Spontaneous coronary dissection is also associated with angiitis, sarcoidosis, Marfan’s syndrome, and previous renal transplantation [5]. Cystic medial necrosis has been documented in some patients [2]. The left anterior descending, right coronary, circumflex, and left main coronary arteries are involved with decreasing frequency, respectively [6].

In contrast to aortic dissection, hypertension is not a risk factor, and the primary site of coronary wall dissection is usually the outer third of the tunica media or between the tunica media and the external elastic lamina [5]. Hemorrhage into the coronary wall is postulated to initiate dissection with luminal compromise by the expanding hematoma. Intimal tears representing a starting point for dissection are rarely identified [6]. Various changes in the coronary vessel wall and vasa vasorum as found in pregnancy probably contribute to pathogenesis [6].
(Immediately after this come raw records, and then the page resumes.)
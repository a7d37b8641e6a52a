// SPDX-License-Identifier: MPL-2.0
//! Update logic and message handlers for the application.
//!
//! This module contains the specialized handlers that translate component
//! events into side effects: config persistence, announcements, clipboard
//! writes, and the asynchronous submission/retry tasks of the contact form.

use super::{config, notifications, view, Message};
use crate::app::persisted_state::AppState;
use crate::i18n::fluent::I18n;
use crate::platform::Capabilities;
use crate::ui::announcer::Announcer;
use crate::ui::contact::{self, ContactForm, Event as ContactEvent};
use crate::ui::header::Event as HeaderEvent;
use crate::ui::panel::{FocusTarget, PanelState};
use crate::ui::scroll_chrome::{RegionId, ScrollChrome};
use crate::ui::settings::{self, Event as SettingsEvent};
use crate::ui::showcase::{self, Event as ShowcaseEvent, Showcase};
use crate::ui::theming::{ThemeMode, ThemeState};
use crate::ui::tour::{self, Event as TourEvent, Tour};
use iced::widget::scrollable::RelativeOffset;
use iced::widget::{operation, Id};
use iced::{keyboard, Task};
use std::time::{Duration, Instant};

/// Simulated network latency of one submission attempt.
pub const SUBMIT_LATENCY: Duration = Duration::from_secs(1);

/// Context for update operations containing mutable references to app state.
pub struct UpdateContext<'a> {
    pub i18n: &'a mut I18n,
    pub config: &'a mut config::Config,
    pub theme: &'a mut ThemeState,
    pub announcer: &'a mut Announcer,
    pub panel: &'a mut PanelState,
    pub scroll: &'a mut ScrollChrome,
    pub contact: &'a mut ContactForm,
    pub showcase: &'a mut Showcase,
    pub tour: &'a mut Tour,
    pub notifications: &'a mut notifications::Manager,
    pub capabilities: &'a Capabilities,
    pub app_state: &'a mut AppState,
    /// Header control focused after a drawer close; drawn by the view.
    pub page_focus: &'a mut Option<FocusTarget>,
}

impl UpdateContext<'_> {
    /// Writes the config file, degrading to a session-only preference when
    /// storage is unavailable.
    fn persist_config(&mut self) {
        if !self.capabilities.persistent_storage {
            return;
        }
        if config::save(self.config).is_err() {
            self.notifications
                .push(notifications::Notification::warning(
                    "notification-config-save-error",
                ));
        }
    }

    /// Writes the state file under the same storage degradation rule.
    fn persist_state(&mut self) {
        if !self.capabilities.persistent_storage {
            return;
        }
        if let Some(key) = self.app_state.save() {
            self.notifications
                .push(notifications::Notification::warning(key));
        }
    }

    fn announce_theme(&mut self) {
        let key = if self.theme.is_dark() {
            "announce-theme-dark"
        } else {
            "announce-theme-light"
        };
        self.announcer.polite(self.i18n.tr(key));
    }
}

/// Handles events emitted by the header.
pub fn handle_header_event(ctx: &mut UpdateContext<'_>, event: HeaderEvent) -> Task<Message> {
    match event {
        HeaderEvent::ToggleTheme => {
            let animate = !ctx.config.accessibility.reduced_motion;
            let mode = ctx.theme.toggle(animate, Instant::now());
            ctx.config.general.theme_mode = mode;
            ctx.persist_config();
            ctx.announce_theme();
            Task::none()
        }
        HeaderEvent::OpenSettings => {
            *ctx.page_focus = None;
            ctx.panel
                .open(settings::focus_ring(), Some(FocusTarget::MenuButton));
            ctx.announcer.polite(ctx.i18n.tr("announce-settings-open"));
            Task::none()
        }
        HeaderEvent::NavigateTo(region) => {
            ctx.announcer.polite(ctx.i18n.tr_with_args(
                "announce-region",
                &[("region", &ctx.i18n.tr(region.name_key()))],
            ));
            snap_to_region(region)
        }
    }
}

/// Scrolls the page to a region's anchor offset.
fn snap_to_region(region: RegionId) -> Task<Message> {
    operation::snap_to(
        view::page_scroll_id(),
        RelativeOffset {
            x: 0.0,
            y: region.anchor(),
        },
    )
}

/// Handles events emitted by the settings drawer.
pub fn handle_settings_event(ctx: &mut UpdateContext<'_>, event: SettingsEvent) -> Task<Message> {
    match event {
        SettingsEvent::Close => {
            *ctx.page_focus = ctx.panel.close();
            ctx.announcer
                .polite(ctx.i18n.tr("announce-settings-closed"));
        }
        SettingsEvent::LanguageSelected(locale) => {
            ctx.config.general.language = Some(locale.to_string());
            ctx.i18n.set_locale(locale);
            ctx.persist_config();
            ctx.announcer.polite(ctx.i18n.tr("announce-language"));
        }
        SettingsEvent::ThemeModeSelected(mode) => {
            let animate = !ctx.config.accessibility.reduced_motion;
            ctx.theme.set_mode(mode, animate, Instant::now());
            ctx.config.general.theme_mode = mode;
            ctx.persist_config();
            ctx.announce_theme();
        }
        SettingsEvent::HighContrastToggled(on) => {
            ctx.config.accessibility.high_contrast = on;
            ctx.persist_config();
        }
        SettingsEvent::FontSizeChanged(percent) => {
            ctx.config.accessibility.font_size_percent = percent;
            ctx.persist_config();
        }
        SettingsEvent::ReducedMotionToggled(on) => {
            ctx.config.accessibility.reduced_motion = on;
            ctx.showcase.set_reduced_motion(on);
            ctx.persist_config();
        }
        SettingsEvent::LearningToggled(on) => {
            if on != ctx.tour.is_enabled() {
                let event = ctx.tour.update(tour::Message::Toggle);
                return handle_tour_event(ctx, event);
            }
        }
    }
    Task::none()
}

/// Handles events emitted by the contact form.
pub fn handle_contact_event(ctx: &mut UpdateContext<'_>, event: ContactEvent) -> Task<Message> {
    match event {
        ContactEvent::None => Task::none(),
        ContactEvent::Invalid(field) => {
            let state = ctx.contact.field(field);
            if let Some(error) = state.error {
                let message = ctx.i18n.tr_with_args(
                    error.message_key(),
                    &[("field", &ctx.i18n.tr(field.label_key()))],
                );
                ctx.announcer.assertive(message);
            }
            operation::focus(Id::new(field.input_id()))
        }
        ContactEvent::StartAttempt { attempt } => run_submit_attempt(attempt),
        ContactEvent::ScheduleRetry { attempt, delay } => {
            ctx.notifications.push(
                notifications::Notification::warning("notification-submit-error-retry")
                    .with_arg("attempt", attempt.to_string())
                    .with_arg("max", ctx.contact.max_attempts().to_string())
                    .with_arg("seconds", delay.as_secs().to_string()),
            );
            Task::perform(tokio::time::sleep(delay), move |()| {
                Message::Contact(contact::Message::RetryDelayElapsed { attempt })
            })
        }
        ContactEvent::Succeeded => {
            ctx.notifications.clear_submit_errors();
            ctx.notifications
                .push(notifications::Notification::success(
                    "notification-submit-success",
                ));
            ctx.announcer.polite(ctx.i18n.tr("form-success"));
            Task::none()
        }
        ContactEvent::Failed => {
            ctx.notifications
                .push(notifications::Notification::error(
                    "notification-submit-error",
                ));
            ctx.announcer.assertive(ctx.i18n.tr("form-failure"));
            Task::none()
        }
    }
}

/// Runs one simulated submission attempt.
fn run_submit_attempt(attempt: u8) -> Task<Message> {
    Task::perform(
        async move {
            tokio::time::sleep(SUBMIT_LATENCY).await;
            simulated_send_succeeds()
        },
        move |success| Message::Contact(contact::Message::AttemptFinished { attempt, success }),
    )
}

/// Stand-in for the transport: roughly one attempt in ten fails.
fn simulated_send_succeeds() -> bool {
    std::time::SystemTime::now()
        .duration_since(std::time::UNIX_EPOCH)
        .map(|d| d.subsec_nanos() % 10 != 0)
        .unwrap_or(true)
}

/// Handles events emitted by the showcase.
pub fn handle_showcase_event(ctx: &mut UpdateContext<'_>, event: ShowcaseEvent) -> Task<Message> {
    match event {
        ShowcaseEvent::None => Task::none(),
        ShowcaseEvent::CategoryChanged(category) => {
            ctx.app_state.set_last_category(category);
            ctx.persist_state();
            Task::none()
        }
        ShowcaseEvent::CopyRequested(snippet) => {
            ctx.notifications
                .push(notifications::Notification::success(
                    "notification-copy-success",
                ));
            ctx.announcer.polite(ctx.i18n.tr("showcase-copied"));
            iced::clipboard::write(snippet)
        }
        ShowcaseEvent::Replayed(id) => {
            ctx.announcer
                .polite(ctx.i18n.tr_with_args("announce-replay", &[("id", id)]));
            Task::none()
        }
    }
}

/// Handles events emitted by learning mode.
pub fn handle_tour_event(ctx: &mut UpdateContext<'_>, event: TourEvent) -> Task<Message> {
    match event {
        TourEvent::None => {}
        TourEvent::Toggled { enabled } => {
            ctx.config.learning.enabled = enabled;
            ctx.persist_config();
            let key = if enabled {
                "announce-learning-on"
            } else {
                "announce-learning-off"
            };
            ctx.announcer.polite(ctx.i18n.tr(key));
        }
        TourEvent::Focused(card) => {
            ctx.announcer.assertive(ctx.i18n.tr(card.title_key));
            return snap_to_region(RegionId::Features);
        }
        TourEvent::Wrapped(card) => {
            ctx.announcer.assertive(ctx.i18n.tr_with_args(
                "announce-tour-wrap",
                &[("title", &ctx.i18n.tr(card.title_key))],
            ));
            return snap_to_region(RegionId::Features);
        }
        TourEvent::AtStart => {
            ctx.announcer.assertive(ctx.i18n.tr("announce-tour-start"));
        }
        TourEvent::Selected(card) => {
            let text = format!(
                "{}. {}",
                ctx.i18n.tr(card.title_key),
                ctx.i18n.tr(card.description_key)
            );
            ctx.announcer.assertive(text);
        }
    }
    Task::none()
}

/// Routes a raw keyboard event that no widget captured.
///
/// The keyboard surface changes with the modal state: while the drawer is
/// open, Tab cycles its focus ring and Escape closes it; otherwise the
/// single-letter shortcuts and learning-mode arrows apply.
pub fn handle_raw_event(ctx: &mut UpdateContext<'_>, event: iced::Event) -> Task<Message> {
    let iced::Event::Keyboard(keyboard::Event::KeyPressed { key, modifiers, .. }) = event else {
        return Task::none();
    };

    if ctx.panel.is_open() {
        return handle_panel_key(ctx, &key, modifiers);
    }

    match key {
        keyboard::Key::Named(keyboard::key::Named::Escape) => {
            let event = ctx.tour.update(tour::Message::Exit);
            handle_tour_event(ctx, event)
        }
        keyboard::Key::Named(
            keyboard::key::Named::ArrowRight | keyboard::key::Named::ArrowDown,
        ) => {
            if ctx.tour.is_enabled() {
                let event = ctx.tour.update(tour::Message::FocusNext);
                handle_tour_event(ctx, event)
            } else {
                let event = ctx
                    .showcase
                    .update(showcase::Message::NextCategory, Instant::now());
                handle_showcase_event(ctx, event)
            }
        }
        keyboard::Key::Named(keyboard::key::Named::ArrowLeft | keyboard::key::Named::ArrowUp) => {
            if ctx.tour.is_enabled() {
                let event = ctx.tour.update(tour::Message::FocusPrev);
                handle_tour_event(ctx, event)
            } else {
                let event = ctx
                    .showcase
                    .update(showcase::Message::PrevCategory, Instant::now());
                handle_showcase_event(ctx, event)
            }
        }
        keyboard::Key::Named(keyboard::key::Named::Enter | keyboard::key::Named::Space) => {
            let event = ctx.tour.update(tour::Message::Select);
            handle_tour_event(ctx, event)
        }
        keyboard::Key::Character(c) => match c.as_str() {
            "d" => handle_header_event(ctx, HeaderEvent::ToggleTheme),
            "a" => handle_header_event(ctx, HeaderEvent::NavigateTo(RegionId::Showcase)),
            "l" => {
                let event = ctx.tour.update(tour::Message::Toggle);
                handle_tour_event(ctx, event)
            }
            _ => Task::none(),
        },
        _ => Task::none(),
    }
}

/// Keyboard handling while the settings drawer is open: focus is contained
/// in the drawer's ring until it closes.
fn handle_panel_key(
    ctx: &mut UpdateContext<'_>,
    key: &keyboard::Key,
    modifiers: keyboard::Modifiers,
) -> Task<Message> {
    match key {
        keyboard::Key::Named(keyboard::key::Named::Escape) => {
            handle_settings_event(ctx, SettingsEvent::Close)
        }
        keyboard::Key::Named(keyboard::key::Named::Tab) => {
            if modifiers.shift() {
                ctx.panel.focus_prev();
            } else {
                ctx.panel.focus_next();
            }
            Task::none()
        }
        keyboard::Key::Named(keyboard::key::Named::Enter | keyboard::key::Named::Space) => {
            activate_focused_control(ctx)
        }
        _ => Task::none(),
    }
}

/// Enter/Space on a drawer control. Toggles flip, the mode selector cycles,
/// and controls that need a pointer (language list, font slider) are inert.
fn activate_focused_control(ctx: &mut UpdateContext<'_>) -> Task<Message> {
    let Some(target) = ctx.panel.focused() else {
        return Task::none();
    };
    let event = match target {
        FocusTarget::DrawerClose => SettingsEvent::Close,
        FocusTarget::DrawerThemeMode => {
            let next = match ctx.theme.mode() {
                ThemeMode::Light => ThemeMode::Dark,
                ThemeMode::Dark => ThemeMode::System,
                ThemeMode::System => ThemeMode::Light,
            };
            SettingsEvent::ThemeModeSelected(next)
        }
        FocusTarget::DrawerHighContrast => {
            SettingsEvent::HighContrastToggled(!ctx.config.accessibility.high_contrast)
        }
        FocusTarget::DrawerReducedMotion => {
            SettingsEvent::ReducedMotionToggled(!ctx.config.accessibility.reduced_motion)
        }
        FocusTarget::DrawerLearningMode => {
            SettingsEvent::LearningToggled(!ctx.tour.is_enabled())
        }
        _ => return Task::none(),
    };
    handle_settings_event(ctx, event)
}
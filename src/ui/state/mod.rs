// SPDX-License-Identifier: MPL-2.0
//! UI state management modules
//!
//! This module contains reusable state logic separated from the main App struct,
//! following the principle of separation of concerns.

pub mod deadline;

// Re-export commonly used types for convenience
pub use deadline::Deadline;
A significant number of patients die suddenly [3]. Patients who survive to reach hospital usually present with ischemic syndromes ranging from stable angina to acute myocardial infarction [2]. The diagnosis is difficult to make, and many cases are identified at autopsy; a high degree of clinical suspicion in the typical patient, grouped together with early angiography, is required. Optimal patient management is not yet defined. Anticoagulants, anti-platelets, or thrombolytic therapy may worsen the dissection [2]. Patients who are managed conservatively often have a suboptimal outcome with survivors progressing to subsequent myocardial infarction, sudden death, or disabling angina [4].

Percutaneous coronary artery stenting is the treatment of choice for suitable dissections following angioplasty and has been successfully undertaken for spontaneous dissections, including those with multivessel involvement. Surgery was the preferred option in our case because of the need for evacuation of hemopericardium, lesion morphology with left main involvement, and arterial rupture.

The aim of surgery is to restore blood flow to the compromised myocardium and prevent propagation of the dissection [4]. The preferred conduit in an elective process is the internal mammary artery because of its long-term patency [4], but in our case, because of the time constraints, saphenous vein grafts were used.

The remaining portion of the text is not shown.